Cellular senescence is a stress response triggered by telomere dysfunction, oncogene activation, DNA damage, oxidative stress and other insults. It leads to a durable proliferative arrest, but also to profound changes in chromatin organization, transcription, metabolism and secretory activity. This dual nature makes senescence biologically fascinating: it contributes to tumor suppression, wound healing and development, yet persistent senescent cells can also promote chronic inflammation, tissue dysfunction, cancer progression and aging-related pathologies.
During my postdoctoral work in Oliver Bischof’s group at Institut Pasteur, I addressed a central question: how do diverse upstream stresses converge into a stable senescent cell fate? To answer this, I implemented time-resolved multi-omic profiling of primary human fibroblasts undergoing oncogene-induced, replicative and stress-induced senescence. The project combined RNA-seq, ChIP-seq for active and repressive chromatin marks, ATAC-seq, and metabolomics to reconstruct the temporal sequence of molecular events that establish and maintain the senescence program.
The analytical challenge was to transform high-dimensional temporal datasets into a mechanistic model of cell fate control. I developed integrative workflows using self-organizing maps, permutation entropy, chromatin state analysis, digital footprinting and network reconstruction to connect enhancer remodeling with transcription factor activity. These analyses revealed that senescence-associated transcriptional changes are largely encoded at distal regulatory elements rather than promoters, and identified AP-1 family members as pioneer-like hubs organizing the enhancer landscape of senescent cells.

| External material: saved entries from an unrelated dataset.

//! Structured logging.
//!
//! # Responsibilities
//! - Initialize the tracing subscriber (console and file sinks)
//! - Map configured level names onto tracing levels
//! - Emit status reports of the load balancer
//!
//! # Design Decisions
//! - `RUST_LOG` overrides the configured level when set
//! - The file sink appends and never emits ANSI colour codes

use std::fs::OpenOptions;
use std::sync::Mutex;

use tracing_subscriber::{fmt, layer::SubscriberExt, util::SubscriberInitExt, EnvFilter};

use crate::config::LoggingConfig;
use crate::load_balancer::Snapshot;
use crate::observability::ObservabilityError;

/// Translate a configured level name into an `EnvFilter` directive.
///
/// Unknown names map to `info`.
pub fn level_directive(level: &str) -> &'static str {
    match level.trim().to_ascii_uppercase().as_str() {
        "TRACE" => "trace",
        "DEBUG" => "debug",
        "WARN" | "WARNING" => "warn",
        "ERROR" | "CRITICAL" => "error",
        _ => "info",
    }
}

/// Install the global subscriber described by `config`.
pub fn init_logging(config: &LoggingConfig) -> Result<(), ObservabilityError> {
    let filter = EnvFilter::try_from_default_env()
        .unwrap_or_else(|_| EnvFilter::new(level_directive(&config.level)));

    let console = config.console.then(fmt::layer);

    let file = if config.file.is_empty() {
        None
    } else {
        let file = OpenOptions::new()
            .create(true)
            .append(true)
            .open(&config.file)
            .map_err(|source| ObservabilityError::LogFile {
                path: config.file.clone(),
                source,
            })?;
        Some(fmt::layer().with_writer(Mutex::new(file)).with_ansi(false))
    };

    tracing_subscriber::registry()
        .with(filter)
        .with(console)
        .with(file)
        .try_init()?;

    Ok(())
}

/// Log the current status of the load balancer.
///
/// One summary event, then one event per backend in table order.
pub fn report_status(snapshot: &Snapshot) {
    if !snapshot.configured {
        tracing::info!(algorithm = %snapshot.algorithm, "Load balancer not configured");
        return;
    }

    tracing::info!(
        algorithm = %snapshot.algorithm,
        total = snapshot.total,
        healthy = snapshot.healthy,
        total_weight = snapshot.total_weight,
        "Load balancer status"
    );
    for backend in &snapshot.backends {
        tracing::info!(
            backend = %format_args!("{}:{}", backend.host, backend.port),
            weight = backend.weight,
            connections = backend.active_connections,
            healthy = backend.healthy,
            "  {backend}"
        );
    }

    crate::observability::metrics::record_snapshot(snapshot);
}
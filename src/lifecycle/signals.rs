//! OS signal handling.
//!
//! SIGINT (Ctrl+C) and, on Unix, SIGTERM both request a graceful shutdown.

use tokio::signal;

use crate::lifecycle::Shutdown;

/// Wait for a termination signal.
pub async fn wait_for_signal() {
    let ctrl_c = async {
        if let Err(e) = signal::ctrl_c().await {
            tracing::error!(error = %e, "Failed to install Ctrl+C handler");
            std::future::pending::<()>().await;
        }
    };

    #[cfg(unix)]
    let terminate = async {
        match signal::unix::signal(signal::unix::SignalKind::terminate()) {
            Ok(mut sigterm) => {
                sigterm.recv().await;
            }
            Err(e) => {
                tracing::error!(error = %e, "Failed to install SIGTERM handler");
                std::future::pending::<()>().await;
            }
        }
    };

    #[cfg(not(unix))]
    let terminate = std::future::pending::<()>();

    tokio::select! {
        _ = ctrl_c => tracing::info!("Received SIGINT, shutting down"),
        _ = terminate => tracing::info!("Received SIGTERM, shutting down"),
    }
}

/// Trigger `shutdown` once a termination signal arrives.
pub fn spawn_signal_handler(shutdown: Shutdown) -> tokio::task::JoinHandle<()> {
    tokio::spawn(async move {
        wait_for_signal().await;
        shutdown.trigger();
    })
}
//! Response construction.

use std::time::{SystemTime, UNIX_EPOCH};

use axum::{
    http::StatusCode,
    response::{IntoResponse, Json, Response},
};
use serde::Serialize;

pub const SERVER_NAME: &str = concat!("lb-proxy/", env!("CARGO_PKG_VERSION"));
pub const NO_BACKENDS: &str = "Service Unavailable - No backend servers";

/// Body returned when a request was assigned a backend.
#[derive(Debug, Clone, Serialize, PartialEq, Eq)]
pub struct BalancedResponse {
    pub message: &'static str,
    pub method: String,
    pub path: String,
    pub backend: String,
    pub client_ip: String,
    pub algorithm: String,
    pub backend_weight: u32,
    pub backend_connections: usize,
    /// Milliseconds since the Unix epoch.
    pub timestamp: String,
    pub request_id: Option<String>,
}

impl BalancedResponse {
    pub const MESSAGE: &'static str = "Request processed successfully";
}

impl IntoResponse for BalancedResponse {
    fn into_response(self) -> Response {
        (StatusCode::OK, Json(self)).into_response()
    }
}

/// `503` with a JSON error body.
pub fn service_unavailable() -> Response {
    let body = serde_json::json!({ "error": NO_BACKENDS });
    (StatusCode::SERVICE_UNAVAILABLE, Json(body)).into_response()
}

pub fn epoch_millis() -> String {
    SystemTime::now()
        .duration_since(UNIX_EPOCH)
        .map(|d| d.as_millis())
        .unwrap_or_default()
        .to_string()
}

#[cfg(test)]
mod tests {
    use super::*;

    #[test]
    fn test_service_unavailable() {
        let response = service_unavailable();
        assert_eq!(response.status(), StatusCode::SERVICE_UNAVAILABLE);
    }

    #[test]
    fn test_epoch_millis_is_numeric() {
        assert!(epoch_millis().parse::<u128>().unwrap() > 0);
    }
}
//! Load balancing subsystem.
//!
//! # Data Flow
//! ```text
//! configure(algorithm, specs)
//!     → table.rs (build BackendTable, fresh SelectionState)
//!     → engine.rs (atomic swap of the active table)
//!
//! select(client_id)
//!     → engine.rs (load active table + algorithm)
//!     → Apply load balancing algorithm:
//!         - round_robin.rs (rotate through backends)
//!         - weighted.rs (smooth weighted round robin)
//!         - least_conn.rs (pick backend with fewest connections)
//!         - ip_hash.rs (hash client id into healthy set)
//!     → Return backend identity or None (unavailable)
//! ```
//!
//! # Design Decisions
//! - Strategies are stateless; per-table scratch state is passed in
//! - Unhealthy backends excluded from selection
//! - Switching algorithm or reconfiguring always starts from fresh scratch state

use std::fmt;
use std::str::FromStr;

pub mod backend;
pub mod engine;
pub mod error;
pub mod ip_hash;
pub mod least_conn;
pub mod round_robin;
pub mod table;
pub mod weighted;

pub use backend::{Backend, BackendId, ConnectionGuard};
pub use engine::{BackendSpec, BackendStatus, LoadBalancer, Snapshot};
pub use error::{LoadBalancerError, Result};
pub use table::{BackendTable, SelectionState};

use ip_hash::IpHash;
use least_conn::LeastConnections;
use round_robin::RoundRobin;
use weighted::WeightedRoundRobin;

/// A backend selection algorithm.
///
/// Implementations return the table index of the chosen backend, or `None`
/// when no healthy backend exists.
pub trait Strategy: Send + Sync + fmt::Debug {
    fn next_server(
        &self,
        table: &BackendTable,
        state: &SelectionState,
        client_id: &str,
    ) -> Option<usize>;

    fn name(&self) -> &'static str;
}

static ROUND_ROBIN: RoundRobin = RoundRobin;
static WEIGHTED_ROUND_ROBIN: WeightedRoundRobin = WeightedRoundRobin;
static LEAST_CONNECTIONS: LeastConnections = LeastConnections;
static IP_HASH: IpHash = IpHash;

/// Algorithm tag, as named in configuration files.
#[derive(Debug, Clone, Copy, PartialEq, Eq, Hash, Default)]
pub enum Algorithm {
    #[default]
    RoundRobin,
    WeightedRoundRobin,
    LeastConnections,
    IpHash,
}

impl Algorithm {
    pub const ALL: [Algorithm; 4] = [
        Algorithm::RoundRobin,
        Algorithm::WeightedRoundRobin,
        Algorithm::LeastConnections,
        Algorithm::IpHash,
    ];

    /// The strategy implementing this algorithm.
    pub fn strategy(self) -> &'static dyn Strategy {
        match self {
            Algorithm::RoundRobin => &ROUND_ROBIN,
            Algorithm::WeightedRoundRobin => &WEIGHTED_ROUND_ROBIN,
            Algorithm::LeastConnections => &LEAST_CONNECTIONS,
            Algorithm::IpHash => &IP_HASH,
        }
    }

    /// Canonical configuration token.
    pub fn as_str(self) -> &'static str {
        match self {
            Algorithm::RoundRobin => "ROUND_ROBIN",
            Algorithm::WeightedRoundRobin => "WEIGHTED_ROUND_ROBIN",
            Algorithm::LeastConnections => "LEAST_CONNECTIONS",
            Algorithm::IpHash => "IP_HASH",
        }
    }

    /// Parse a configuration token, falling back to round robin.
    pub fn parse_lenient(value: &str) -> Self {
        value.parse().unwrap_or_else(|_| {
            tracing::warn!(
                algorithm = %value,
                "Unknown load balancing algorithm, falling back to ROUND_ROBIN"
            );
            Algorithm::RoundRobin
        })
    }
}

impl fmt::Display for Algorithm {
    fn fmt(&self, f: &mut fmt::Formatter<'_>) -> fmt::Result {
        f.write_str(self.as_str())
    }
}

/// Error for an unrecognised algorithm token.
#[derive(Debug, Clone, PartialEq, Eq, thiserror::Error)]
#[error("unknown load balancing algorithm '{0}'")]
pub struct UnknownAlgorithm(pub String);

impl FromStr for Algorithm {
    type Err = UnknownAlgorithm;

    fn from_str(s: &str) -> std::result::Result<Self, Self::Err> {
        let normalized = s.trim().to_ascii_uppercase().replace('-', "_");
        Algorithm::ALL
            .into_iter()
            .find(|a| a.as_str() == normalized)
            .ok_or_else(|| UnknownAlgorithm(s.to_string()))
    }
}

This work provided a dynamic view of senescence as a regulatory trajectory rather than a static endpoint. Functional perturbation of cJUN was sufficient to reverse several features of oncogene-induced senescence in vitro, including proliferative arrest and SASP gene expression, highlighting AP-1-centered circuits as potential senomorphic or senolytic targets. The same integrative framework later contributed to studies of senescence escape, chromatin memory and cancer progression.
This project shaped much of my current research program: understanding how metabolic states, chromatin organization and transcription factor networks cooperate to control cell fate decisions in aging and cancer.